Une première étude qualitative, réalisée auprès de 15 chefs de restaurant et experts de la haute gastronomie, nous a permis de mieux comprendre la notion d’expérience gastronomique digitalisée. Cinq étapes du parcours client lui sont associées : la commande en ligne, le click and collect, le déballage du paquet, le réchauffage et, enfin, l’expérience de dégustation.
Face à ce parcours singulier, chefs et experts interrogés ont exprimé leurs craintes d’une « perte de contrôle ». L’expérience gastronomique en restaurant commence, en effet, par la découverte du menu, qui invite à la discussion avec le personnel en salle, est suivie par l’attente des plats, la dégustation dans l’ordre choisi par le chef, et se termine par le paiement de l’addition. Dans le cas d’une expérience gastronomique digitalisée, l’étape du paiement a lieu avant la dégustation, ce qui laisse présager un plus grand risque pour le client qui commande en ligne. Julien Guèze, chef pâtissier chez Pierre Gagnaire le formule ainsi :
« Nous aimons connaître les gens, nous nous adaptons à ce qu’ils aiment. Et passer par une plate-forme va à l’encontre de cela, car nous sommes moins en contact direct avec les clients. »
Les enquêtés se sont également exprimés sur quatre dimensions fondamentales de l’expérience gastronomique digitalisée : l’informativité, qui couvre les informations fonctionnelles acquises par les consommateurs tout au long du parcours ; le divertissement, qui se réfère au plaisir immédiat issu de l’expérience ; la présence sociale, qui fait référence à la chaleur et à la sociabilité ressenties lors de l’expérience ; et les aspects sensoriels, qui se rapportent aux qualités esthétiques des stimuli impliqués dans l’expérience.

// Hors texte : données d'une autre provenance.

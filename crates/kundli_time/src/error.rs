//! Error types for civil date/time parsing.

use std::error::Error;
use std::fmt::{Display, Formatter};

/// Errors from parsing a birth date or time.
#[derive(Debug, Clone, PartialEq)]
#[non_exhaustive]
pub enum TimeError {
    /// Date is not a valid `YYYY-MM-DD` calendar date.
    InvalidDate(String),
    /// Time is not a valid `HH:MM` or `HH:MM:SS` time of day.
    InvalidTime(String),
}

impl TimeError {
    /// Name of the request field the error refers to.
    pub const fn field(&self) -> &'static str {
        match self {
            Self::InvalidDate(_) => "dob",
            Self::InvalidTime(_) => "tob",
        }
    }
}

impl Display for TimeError {
    fn fmt(&self, f: &mut Formatter<'_>) -> std::fmt::Result {
        match self {
            Self::InvalidDate(s) => write!(f, "invalid date '{s}', expected YYYY-MM-DD"),
            Self::InvalidTime(s) => write!(f, "invalid time '{s}', expected HH:MM"),
        }
    }
}

impl Error for TimeError {}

Pour quoi se donner du mal ?
Celles-ci ont aussi été questionnées quantitativement auprès de 217 Français consommateurs de gastronomie. Nous avons pour cela créé un site fictif de commande en ligne d’un repas gastronomique.
L’étude confirme l’influence positive de la présence d’éléments verbaux et surtout visuels du site web sur l’évaluation de l’expérience gastronomique digitalisée. Les consommateurs considèrent que ce type d’expérience devrait à la fois provoquer des réactions cognitives (liées à l’informativité du site), affectives (en particulier, le divertissement), sociales et sensorielles.
De manière plus inattendue, les résultats indiquent que les impressions sont influencées positivement par les étapes de réchauffage et de dégustation des plats, mais qu’elles sont influencées négativement par la commande en ligne. Autre résultat surprenant, bien que les chefs et experts interrogés dans l’étude qualitative aient déclaré se donner beaucoup de mal pour rendre extraordinaire le moment de déballage du paquet, les consommateurs ne semblent prêter que peu d’attention à cet aspect. En somme, leur attention semble davantage focalisée sur les difficultés liées à la commande en ligne.
Le chef, et seulement le chef
Ces dernières années, les chefs ont compris l’intérêt de communiquer sur les réseaux sociaux afin d’attirer les clients et de créer des liens pour les fidéliser. Le service de livraison apparaît comme un moyen supplémentaire de diversifier la clientèle. Nos recherches montrent en effet que le numérique permet au consommateur non habitué de se familiariser avec certains codes de la gastronomie. Cela l’incite par la suite à prendre la décision de vivre une expérience gastronomique dans un restaurant.
Ce service semble finalement répondre au désir d’immédiateté et de simplicité de l’individu post-moderne. Mais cela suppose que la navigation sur le site de commande en ligne soit une expérience agréable. Les chefs doivent prendre conscience qu’il ne s’agit pas seulement de proposer un service de livraison, mais qu’il faut penser le digital comme une expérience gastronomique totalement intégrée.
Les chefs semblent devoir mettre en avant leurs plats comme des œuvres d’art et exprimer leurs valeurs via des éléments visuels et verbaux dont nos travaux ont montré l’influence. Nous suggérons même d’inclure des vidéos à chaque étape du parcours client. Et le choix des contenus ne doit pas être laissé aux concepteurs de sites, car seul le chef est à même de transmettre à ses clients l’expérience gastronomique qu’il souhaite leur offrir.